- Task details -
Every line below that includes the word "blocking" needs to be copied.

- Entries provided -
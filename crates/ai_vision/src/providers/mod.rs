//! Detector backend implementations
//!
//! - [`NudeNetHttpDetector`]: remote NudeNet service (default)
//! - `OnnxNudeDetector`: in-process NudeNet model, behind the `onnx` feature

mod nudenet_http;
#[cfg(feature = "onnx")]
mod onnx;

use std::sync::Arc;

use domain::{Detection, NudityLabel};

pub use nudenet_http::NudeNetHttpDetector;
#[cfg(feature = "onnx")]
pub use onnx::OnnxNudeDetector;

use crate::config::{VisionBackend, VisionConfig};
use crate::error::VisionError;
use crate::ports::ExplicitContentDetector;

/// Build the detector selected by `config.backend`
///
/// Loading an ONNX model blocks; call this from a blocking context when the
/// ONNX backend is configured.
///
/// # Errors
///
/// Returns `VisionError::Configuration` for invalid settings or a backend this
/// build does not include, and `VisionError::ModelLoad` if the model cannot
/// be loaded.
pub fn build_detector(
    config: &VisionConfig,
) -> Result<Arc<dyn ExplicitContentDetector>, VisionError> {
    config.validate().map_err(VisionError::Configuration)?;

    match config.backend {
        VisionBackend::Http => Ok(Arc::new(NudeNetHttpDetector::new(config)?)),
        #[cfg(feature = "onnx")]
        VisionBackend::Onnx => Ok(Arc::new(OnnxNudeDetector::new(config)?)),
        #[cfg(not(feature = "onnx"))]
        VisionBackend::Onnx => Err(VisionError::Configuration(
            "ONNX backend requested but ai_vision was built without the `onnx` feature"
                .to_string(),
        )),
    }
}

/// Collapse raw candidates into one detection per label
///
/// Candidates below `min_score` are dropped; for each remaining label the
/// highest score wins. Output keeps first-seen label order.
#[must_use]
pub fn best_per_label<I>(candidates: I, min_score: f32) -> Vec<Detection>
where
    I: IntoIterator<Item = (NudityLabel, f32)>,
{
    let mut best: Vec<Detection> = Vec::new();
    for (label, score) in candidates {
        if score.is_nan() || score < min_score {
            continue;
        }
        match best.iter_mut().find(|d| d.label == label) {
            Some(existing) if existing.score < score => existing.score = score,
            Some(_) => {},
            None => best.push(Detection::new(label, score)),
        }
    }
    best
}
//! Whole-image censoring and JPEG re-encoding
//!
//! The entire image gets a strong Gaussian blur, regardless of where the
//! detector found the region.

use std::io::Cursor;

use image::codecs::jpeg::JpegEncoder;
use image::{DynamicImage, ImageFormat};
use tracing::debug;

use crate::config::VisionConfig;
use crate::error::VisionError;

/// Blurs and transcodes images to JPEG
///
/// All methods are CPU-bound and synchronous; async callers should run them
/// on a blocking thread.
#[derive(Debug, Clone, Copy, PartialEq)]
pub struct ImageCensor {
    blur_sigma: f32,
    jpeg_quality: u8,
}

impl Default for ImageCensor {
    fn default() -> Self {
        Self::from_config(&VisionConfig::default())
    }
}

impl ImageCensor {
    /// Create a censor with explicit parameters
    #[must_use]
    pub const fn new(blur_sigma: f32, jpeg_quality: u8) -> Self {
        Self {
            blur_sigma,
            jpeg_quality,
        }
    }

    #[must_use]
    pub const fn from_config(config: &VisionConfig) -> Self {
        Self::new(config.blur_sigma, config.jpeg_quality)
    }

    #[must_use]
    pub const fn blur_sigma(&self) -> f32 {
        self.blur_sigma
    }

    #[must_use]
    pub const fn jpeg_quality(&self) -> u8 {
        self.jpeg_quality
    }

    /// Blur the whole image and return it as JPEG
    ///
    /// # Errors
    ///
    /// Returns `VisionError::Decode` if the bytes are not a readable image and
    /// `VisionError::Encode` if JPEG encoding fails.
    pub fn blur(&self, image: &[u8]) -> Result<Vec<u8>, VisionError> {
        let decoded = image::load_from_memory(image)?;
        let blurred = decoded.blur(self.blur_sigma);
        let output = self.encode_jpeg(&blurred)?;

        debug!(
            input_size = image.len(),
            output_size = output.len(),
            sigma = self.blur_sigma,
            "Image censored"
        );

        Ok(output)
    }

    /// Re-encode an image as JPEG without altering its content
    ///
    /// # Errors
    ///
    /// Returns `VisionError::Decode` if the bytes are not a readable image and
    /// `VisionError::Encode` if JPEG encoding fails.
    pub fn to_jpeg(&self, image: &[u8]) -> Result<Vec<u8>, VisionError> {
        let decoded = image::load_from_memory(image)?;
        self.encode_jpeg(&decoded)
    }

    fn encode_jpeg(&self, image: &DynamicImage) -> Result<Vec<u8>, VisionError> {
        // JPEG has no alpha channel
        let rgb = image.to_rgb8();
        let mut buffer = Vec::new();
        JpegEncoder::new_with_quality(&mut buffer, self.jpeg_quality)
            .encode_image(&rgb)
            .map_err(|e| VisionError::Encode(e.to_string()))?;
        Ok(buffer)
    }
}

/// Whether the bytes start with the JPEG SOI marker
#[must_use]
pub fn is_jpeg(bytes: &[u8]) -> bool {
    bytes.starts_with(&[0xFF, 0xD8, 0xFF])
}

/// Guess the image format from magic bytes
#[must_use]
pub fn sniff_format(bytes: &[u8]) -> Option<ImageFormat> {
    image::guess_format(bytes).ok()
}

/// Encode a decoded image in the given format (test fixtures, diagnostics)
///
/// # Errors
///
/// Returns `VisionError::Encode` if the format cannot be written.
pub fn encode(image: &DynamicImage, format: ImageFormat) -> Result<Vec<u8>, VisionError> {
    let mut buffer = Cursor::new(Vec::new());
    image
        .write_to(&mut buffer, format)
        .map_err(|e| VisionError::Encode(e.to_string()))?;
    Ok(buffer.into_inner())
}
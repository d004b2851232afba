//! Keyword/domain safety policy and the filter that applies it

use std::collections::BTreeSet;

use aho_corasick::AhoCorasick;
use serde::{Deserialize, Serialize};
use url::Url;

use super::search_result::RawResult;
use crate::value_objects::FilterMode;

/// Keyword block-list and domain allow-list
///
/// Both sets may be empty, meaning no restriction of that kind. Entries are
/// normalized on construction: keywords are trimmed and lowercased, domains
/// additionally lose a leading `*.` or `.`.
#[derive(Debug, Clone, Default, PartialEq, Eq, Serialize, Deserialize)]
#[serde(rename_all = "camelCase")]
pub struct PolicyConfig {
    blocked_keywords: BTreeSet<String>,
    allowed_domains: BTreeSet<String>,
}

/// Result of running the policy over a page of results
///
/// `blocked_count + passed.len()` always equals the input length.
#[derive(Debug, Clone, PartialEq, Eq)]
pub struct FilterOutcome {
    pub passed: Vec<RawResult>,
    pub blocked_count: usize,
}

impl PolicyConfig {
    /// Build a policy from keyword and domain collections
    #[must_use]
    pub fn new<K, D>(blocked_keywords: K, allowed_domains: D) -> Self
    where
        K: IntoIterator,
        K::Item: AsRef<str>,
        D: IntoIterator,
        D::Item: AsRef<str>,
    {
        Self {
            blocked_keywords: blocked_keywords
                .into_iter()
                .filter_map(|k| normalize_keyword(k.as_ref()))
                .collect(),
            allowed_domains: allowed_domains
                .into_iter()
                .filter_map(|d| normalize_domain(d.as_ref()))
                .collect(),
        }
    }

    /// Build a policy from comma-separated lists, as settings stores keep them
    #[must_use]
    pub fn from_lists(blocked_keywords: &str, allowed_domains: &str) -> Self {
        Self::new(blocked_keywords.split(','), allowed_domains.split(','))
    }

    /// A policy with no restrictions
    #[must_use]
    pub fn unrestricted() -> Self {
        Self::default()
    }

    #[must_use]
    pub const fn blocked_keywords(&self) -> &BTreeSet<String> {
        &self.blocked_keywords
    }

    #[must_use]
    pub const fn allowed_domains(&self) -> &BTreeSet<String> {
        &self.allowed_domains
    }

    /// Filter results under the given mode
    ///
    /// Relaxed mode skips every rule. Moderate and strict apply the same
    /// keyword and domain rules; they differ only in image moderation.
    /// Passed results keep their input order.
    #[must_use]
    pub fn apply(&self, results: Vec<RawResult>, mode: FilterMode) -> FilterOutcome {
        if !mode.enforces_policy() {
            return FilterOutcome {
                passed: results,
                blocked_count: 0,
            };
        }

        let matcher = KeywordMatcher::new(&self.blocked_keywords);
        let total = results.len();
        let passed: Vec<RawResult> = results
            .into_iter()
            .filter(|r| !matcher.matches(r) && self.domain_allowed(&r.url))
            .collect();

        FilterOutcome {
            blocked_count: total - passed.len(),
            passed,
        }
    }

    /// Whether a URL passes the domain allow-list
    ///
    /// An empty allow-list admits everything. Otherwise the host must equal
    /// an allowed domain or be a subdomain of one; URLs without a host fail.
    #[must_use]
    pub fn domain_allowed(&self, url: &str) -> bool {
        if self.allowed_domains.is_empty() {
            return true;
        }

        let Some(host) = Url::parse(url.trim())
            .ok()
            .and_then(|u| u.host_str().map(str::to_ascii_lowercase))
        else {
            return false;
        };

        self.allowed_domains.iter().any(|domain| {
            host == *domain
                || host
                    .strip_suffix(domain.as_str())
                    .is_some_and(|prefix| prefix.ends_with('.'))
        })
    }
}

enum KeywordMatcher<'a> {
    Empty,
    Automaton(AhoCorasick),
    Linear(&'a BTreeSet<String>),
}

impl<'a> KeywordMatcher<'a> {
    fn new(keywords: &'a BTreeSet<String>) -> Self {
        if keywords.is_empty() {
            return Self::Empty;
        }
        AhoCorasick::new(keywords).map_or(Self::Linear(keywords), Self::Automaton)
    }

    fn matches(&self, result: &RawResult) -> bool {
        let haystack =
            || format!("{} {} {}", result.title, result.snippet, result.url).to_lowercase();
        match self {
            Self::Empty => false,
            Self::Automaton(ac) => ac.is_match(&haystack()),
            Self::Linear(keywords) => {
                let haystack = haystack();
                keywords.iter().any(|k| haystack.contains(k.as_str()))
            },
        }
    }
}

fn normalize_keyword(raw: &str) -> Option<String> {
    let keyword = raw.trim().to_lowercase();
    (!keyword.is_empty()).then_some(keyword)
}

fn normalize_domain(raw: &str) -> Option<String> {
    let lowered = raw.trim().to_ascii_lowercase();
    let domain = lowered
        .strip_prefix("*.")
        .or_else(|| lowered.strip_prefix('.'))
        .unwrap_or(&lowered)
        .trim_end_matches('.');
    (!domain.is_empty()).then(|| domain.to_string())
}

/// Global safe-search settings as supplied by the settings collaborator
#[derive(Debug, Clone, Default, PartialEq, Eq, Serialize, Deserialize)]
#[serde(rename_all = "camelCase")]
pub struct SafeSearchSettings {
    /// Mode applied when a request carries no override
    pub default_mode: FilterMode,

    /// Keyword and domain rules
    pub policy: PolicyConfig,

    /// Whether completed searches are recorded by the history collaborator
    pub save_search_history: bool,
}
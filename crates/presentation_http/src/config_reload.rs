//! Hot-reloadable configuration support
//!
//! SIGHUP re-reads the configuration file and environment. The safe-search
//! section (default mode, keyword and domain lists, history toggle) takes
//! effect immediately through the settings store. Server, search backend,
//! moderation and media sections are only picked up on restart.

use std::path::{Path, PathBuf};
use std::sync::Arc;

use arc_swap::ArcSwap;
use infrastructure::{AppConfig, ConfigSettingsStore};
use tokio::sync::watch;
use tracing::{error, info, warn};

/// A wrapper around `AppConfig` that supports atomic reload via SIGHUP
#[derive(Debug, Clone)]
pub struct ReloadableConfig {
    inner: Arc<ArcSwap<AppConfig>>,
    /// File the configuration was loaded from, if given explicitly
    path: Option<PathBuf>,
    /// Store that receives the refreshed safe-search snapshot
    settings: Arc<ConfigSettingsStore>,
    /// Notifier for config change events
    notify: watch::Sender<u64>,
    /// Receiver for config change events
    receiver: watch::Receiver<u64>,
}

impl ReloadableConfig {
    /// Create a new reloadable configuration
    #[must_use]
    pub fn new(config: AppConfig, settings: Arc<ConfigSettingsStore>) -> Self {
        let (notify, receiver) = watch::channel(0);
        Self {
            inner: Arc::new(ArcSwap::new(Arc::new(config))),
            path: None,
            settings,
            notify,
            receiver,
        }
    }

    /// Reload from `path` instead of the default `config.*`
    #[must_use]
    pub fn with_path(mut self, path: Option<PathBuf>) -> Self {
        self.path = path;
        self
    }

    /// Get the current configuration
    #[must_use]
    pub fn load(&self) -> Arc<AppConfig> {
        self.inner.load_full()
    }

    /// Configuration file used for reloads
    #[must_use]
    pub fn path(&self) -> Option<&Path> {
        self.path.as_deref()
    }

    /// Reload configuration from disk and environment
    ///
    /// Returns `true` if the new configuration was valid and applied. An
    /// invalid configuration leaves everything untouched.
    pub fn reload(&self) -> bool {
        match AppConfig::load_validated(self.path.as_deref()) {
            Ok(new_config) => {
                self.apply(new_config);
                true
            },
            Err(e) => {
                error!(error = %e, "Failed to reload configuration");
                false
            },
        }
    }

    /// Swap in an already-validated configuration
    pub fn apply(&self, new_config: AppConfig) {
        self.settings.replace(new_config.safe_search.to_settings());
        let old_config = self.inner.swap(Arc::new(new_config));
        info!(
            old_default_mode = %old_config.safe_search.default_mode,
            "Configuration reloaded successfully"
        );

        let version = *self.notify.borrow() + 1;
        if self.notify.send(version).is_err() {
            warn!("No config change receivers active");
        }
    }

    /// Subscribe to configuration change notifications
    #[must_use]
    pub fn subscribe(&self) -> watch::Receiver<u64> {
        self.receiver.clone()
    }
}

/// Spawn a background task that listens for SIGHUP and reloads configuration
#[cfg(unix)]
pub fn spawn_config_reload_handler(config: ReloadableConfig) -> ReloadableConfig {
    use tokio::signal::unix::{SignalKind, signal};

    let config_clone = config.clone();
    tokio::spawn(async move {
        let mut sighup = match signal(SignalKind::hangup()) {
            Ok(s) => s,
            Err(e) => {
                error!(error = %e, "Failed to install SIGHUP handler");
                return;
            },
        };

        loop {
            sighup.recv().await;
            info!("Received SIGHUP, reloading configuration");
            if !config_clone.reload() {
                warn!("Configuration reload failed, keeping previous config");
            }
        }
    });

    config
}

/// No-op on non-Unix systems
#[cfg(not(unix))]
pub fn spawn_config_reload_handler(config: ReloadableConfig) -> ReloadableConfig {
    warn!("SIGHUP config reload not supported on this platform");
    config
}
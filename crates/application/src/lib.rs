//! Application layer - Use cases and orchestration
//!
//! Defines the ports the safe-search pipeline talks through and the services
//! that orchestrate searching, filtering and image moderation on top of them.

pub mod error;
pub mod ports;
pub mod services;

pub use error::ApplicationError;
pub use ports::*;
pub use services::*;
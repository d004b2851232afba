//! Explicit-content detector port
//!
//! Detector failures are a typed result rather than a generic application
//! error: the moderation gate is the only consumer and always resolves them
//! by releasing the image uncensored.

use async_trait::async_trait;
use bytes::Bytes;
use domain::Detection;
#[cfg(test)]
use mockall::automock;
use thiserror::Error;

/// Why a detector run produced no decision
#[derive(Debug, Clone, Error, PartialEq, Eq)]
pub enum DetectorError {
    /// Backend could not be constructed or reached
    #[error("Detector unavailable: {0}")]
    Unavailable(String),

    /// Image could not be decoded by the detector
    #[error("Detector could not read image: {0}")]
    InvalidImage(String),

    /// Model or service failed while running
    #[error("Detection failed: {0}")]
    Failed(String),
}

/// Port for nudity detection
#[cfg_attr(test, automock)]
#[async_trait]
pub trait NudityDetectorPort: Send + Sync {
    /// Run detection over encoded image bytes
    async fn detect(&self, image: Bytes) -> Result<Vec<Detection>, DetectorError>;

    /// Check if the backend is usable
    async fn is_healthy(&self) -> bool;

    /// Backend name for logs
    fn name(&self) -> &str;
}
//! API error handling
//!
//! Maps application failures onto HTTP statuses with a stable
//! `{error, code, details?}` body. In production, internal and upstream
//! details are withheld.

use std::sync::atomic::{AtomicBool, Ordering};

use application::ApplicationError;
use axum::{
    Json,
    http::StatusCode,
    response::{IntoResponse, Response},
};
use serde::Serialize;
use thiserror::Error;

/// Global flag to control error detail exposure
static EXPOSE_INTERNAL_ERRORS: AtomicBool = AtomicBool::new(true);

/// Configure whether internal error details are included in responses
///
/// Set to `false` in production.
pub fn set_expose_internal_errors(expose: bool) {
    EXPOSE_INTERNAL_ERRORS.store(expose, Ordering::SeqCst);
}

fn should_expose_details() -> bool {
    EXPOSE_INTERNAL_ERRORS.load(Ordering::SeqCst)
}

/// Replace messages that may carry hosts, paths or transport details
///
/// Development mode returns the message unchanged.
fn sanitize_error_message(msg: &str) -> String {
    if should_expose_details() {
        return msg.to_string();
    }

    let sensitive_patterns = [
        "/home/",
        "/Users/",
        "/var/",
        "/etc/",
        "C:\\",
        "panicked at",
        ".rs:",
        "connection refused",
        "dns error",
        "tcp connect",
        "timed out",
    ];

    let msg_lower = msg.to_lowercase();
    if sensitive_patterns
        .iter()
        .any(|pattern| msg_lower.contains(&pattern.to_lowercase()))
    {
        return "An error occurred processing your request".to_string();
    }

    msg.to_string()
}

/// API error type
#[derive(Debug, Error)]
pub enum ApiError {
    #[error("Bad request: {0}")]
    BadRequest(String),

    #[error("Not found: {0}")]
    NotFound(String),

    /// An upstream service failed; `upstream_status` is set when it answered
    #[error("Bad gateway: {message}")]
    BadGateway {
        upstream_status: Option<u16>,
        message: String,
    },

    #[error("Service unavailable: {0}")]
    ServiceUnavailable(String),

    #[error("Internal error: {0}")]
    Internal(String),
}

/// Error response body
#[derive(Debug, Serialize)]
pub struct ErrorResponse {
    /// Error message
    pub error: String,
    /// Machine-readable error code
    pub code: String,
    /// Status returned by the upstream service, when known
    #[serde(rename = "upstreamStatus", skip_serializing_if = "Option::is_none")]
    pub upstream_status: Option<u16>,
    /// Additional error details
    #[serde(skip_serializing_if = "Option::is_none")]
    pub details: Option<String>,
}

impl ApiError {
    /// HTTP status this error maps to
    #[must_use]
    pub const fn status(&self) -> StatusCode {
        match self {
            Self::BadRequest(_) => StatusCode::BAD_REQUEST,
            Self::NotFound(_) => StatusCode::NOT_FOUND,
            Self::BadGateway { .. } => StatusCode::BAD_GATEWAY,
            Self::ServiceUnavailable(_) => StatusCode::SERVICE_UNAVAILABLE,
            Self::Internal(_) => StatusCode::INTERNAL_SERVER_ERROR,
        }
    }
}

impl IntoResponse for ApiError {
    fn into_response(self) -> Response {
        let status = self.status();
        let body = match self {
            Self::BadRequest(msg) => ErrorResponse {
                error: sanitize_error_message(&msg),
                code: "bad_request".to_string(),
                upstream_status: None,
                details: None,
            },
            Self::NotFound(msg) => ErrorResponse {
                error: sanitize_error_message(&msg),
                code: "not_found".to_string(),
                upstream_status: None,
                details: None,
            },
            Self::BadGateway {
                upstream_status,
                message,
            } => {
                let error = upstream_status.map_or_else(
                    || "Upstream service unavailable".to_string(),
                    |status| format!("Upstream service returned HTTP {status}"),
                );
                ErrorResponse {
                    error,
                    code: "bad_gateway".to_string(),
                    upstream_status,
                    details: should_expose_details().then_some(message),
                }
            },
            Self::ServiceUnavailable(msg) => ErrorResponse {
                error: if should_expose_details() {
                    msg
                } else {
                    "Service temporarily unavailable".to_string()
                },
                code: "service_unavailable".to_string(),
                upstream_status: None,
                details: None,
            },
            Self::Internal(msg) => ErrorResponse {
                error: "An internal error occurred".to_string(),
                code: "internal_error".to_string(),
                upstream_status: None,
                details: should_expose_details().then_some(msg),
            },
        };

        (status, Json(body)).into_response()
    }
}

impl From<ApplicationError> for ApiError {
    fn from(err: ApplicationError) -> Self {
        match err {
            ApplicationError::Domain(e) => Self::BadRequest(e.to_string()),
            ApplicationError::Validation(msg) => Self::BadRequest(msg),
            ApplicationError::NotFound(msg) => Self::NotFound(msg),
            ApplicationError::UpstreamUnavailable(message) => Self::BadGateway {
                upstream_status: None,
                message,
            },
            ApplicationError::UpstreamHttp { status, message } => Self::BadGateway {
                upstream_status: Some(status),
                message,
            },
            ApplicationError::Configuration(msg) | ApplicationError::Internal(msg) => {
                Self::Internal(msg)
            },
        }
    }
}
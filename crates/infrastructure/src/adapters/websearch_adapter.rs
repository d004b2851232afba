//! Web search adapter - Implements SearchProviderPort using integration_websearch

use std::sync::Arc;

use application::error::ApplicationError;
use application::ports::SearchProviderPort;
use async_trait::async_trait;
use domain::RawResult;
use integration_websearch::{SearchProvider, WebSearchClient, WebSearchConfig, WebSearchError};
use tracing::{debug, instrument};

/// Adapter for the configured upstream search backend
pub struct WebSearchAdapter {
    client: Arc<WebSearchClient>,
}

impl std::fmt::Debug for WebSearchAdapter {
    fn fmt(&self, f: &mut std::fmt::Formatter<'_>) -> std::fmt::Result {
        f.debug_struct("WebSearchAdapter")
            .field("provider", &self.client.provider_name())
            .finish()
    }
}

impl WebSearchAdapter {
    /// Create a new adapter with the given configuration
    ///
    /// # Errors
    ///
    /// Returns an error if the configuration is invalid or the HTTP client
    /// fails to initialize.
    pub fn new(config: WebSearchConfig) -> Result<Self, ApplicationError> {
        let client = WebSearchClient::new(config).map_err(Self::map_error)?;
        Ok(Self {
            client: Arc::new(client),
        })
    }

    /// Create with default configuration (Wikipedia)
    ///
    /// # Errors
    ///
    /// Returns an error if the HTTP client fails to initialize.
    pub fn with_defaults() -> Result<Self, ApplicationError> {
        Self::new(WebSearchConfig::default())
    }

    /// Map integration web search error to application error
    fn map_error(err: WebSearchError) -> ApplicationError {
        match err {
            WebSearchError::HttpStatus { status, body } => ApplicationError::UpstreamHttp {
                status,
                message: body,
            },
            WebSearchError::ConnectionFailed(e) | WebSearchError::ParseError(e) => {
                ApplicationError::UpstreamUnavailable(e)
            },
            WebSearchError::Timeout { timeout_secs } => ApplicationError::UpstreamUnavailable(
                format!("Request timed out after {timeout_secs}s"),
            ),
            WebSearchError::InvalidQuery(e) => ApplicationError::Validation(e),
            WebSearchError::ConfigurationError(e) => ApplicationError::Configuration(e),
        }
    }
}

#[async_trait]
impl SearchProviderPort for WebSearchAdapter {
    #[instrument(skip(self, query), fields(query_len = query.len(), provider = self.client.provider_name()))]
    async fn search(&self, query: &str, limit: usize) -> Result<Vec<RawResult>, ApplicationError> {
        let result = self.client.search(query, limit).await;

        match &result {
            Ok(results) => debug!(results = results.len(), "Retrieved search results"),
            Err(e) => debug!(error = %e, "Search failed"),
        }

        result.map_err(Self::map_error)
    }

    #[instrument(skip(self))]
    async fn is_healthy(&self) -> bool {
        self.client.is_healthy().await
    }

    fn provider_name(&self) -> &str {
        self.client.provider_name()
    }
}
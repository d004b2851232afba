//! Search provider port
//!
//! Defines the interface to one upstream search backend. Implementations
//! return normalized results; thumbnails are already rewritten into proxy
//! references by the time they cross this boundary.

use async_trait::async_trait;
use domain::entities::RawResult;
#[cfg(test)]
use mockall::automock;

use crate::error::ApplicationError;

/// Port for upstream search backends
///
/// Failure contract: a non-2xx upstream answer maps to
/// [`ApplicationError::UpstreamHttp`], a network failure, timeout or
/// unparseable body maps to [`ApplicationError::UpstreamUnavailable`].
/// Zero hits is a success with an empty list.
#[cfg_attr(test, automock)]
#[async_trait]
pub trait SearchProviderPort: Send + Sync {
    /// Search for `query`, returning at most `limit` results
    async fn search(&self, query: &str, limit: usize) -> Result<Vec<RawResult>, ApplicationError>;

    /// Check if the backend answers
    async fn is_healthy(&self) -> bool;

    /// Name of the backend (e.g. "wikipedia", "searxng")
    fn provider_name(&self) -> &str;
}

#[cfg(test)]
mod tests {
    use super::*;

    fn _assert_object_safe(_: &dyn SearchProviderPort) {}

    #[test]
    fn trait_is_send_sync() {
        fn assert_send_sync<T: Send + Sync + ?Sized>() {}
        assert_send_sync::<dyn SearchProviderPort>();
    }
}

- Solution to this exercise -
/// Loading an ONNX model blocks; call this from a blocking context when the
/// on a blocking thread.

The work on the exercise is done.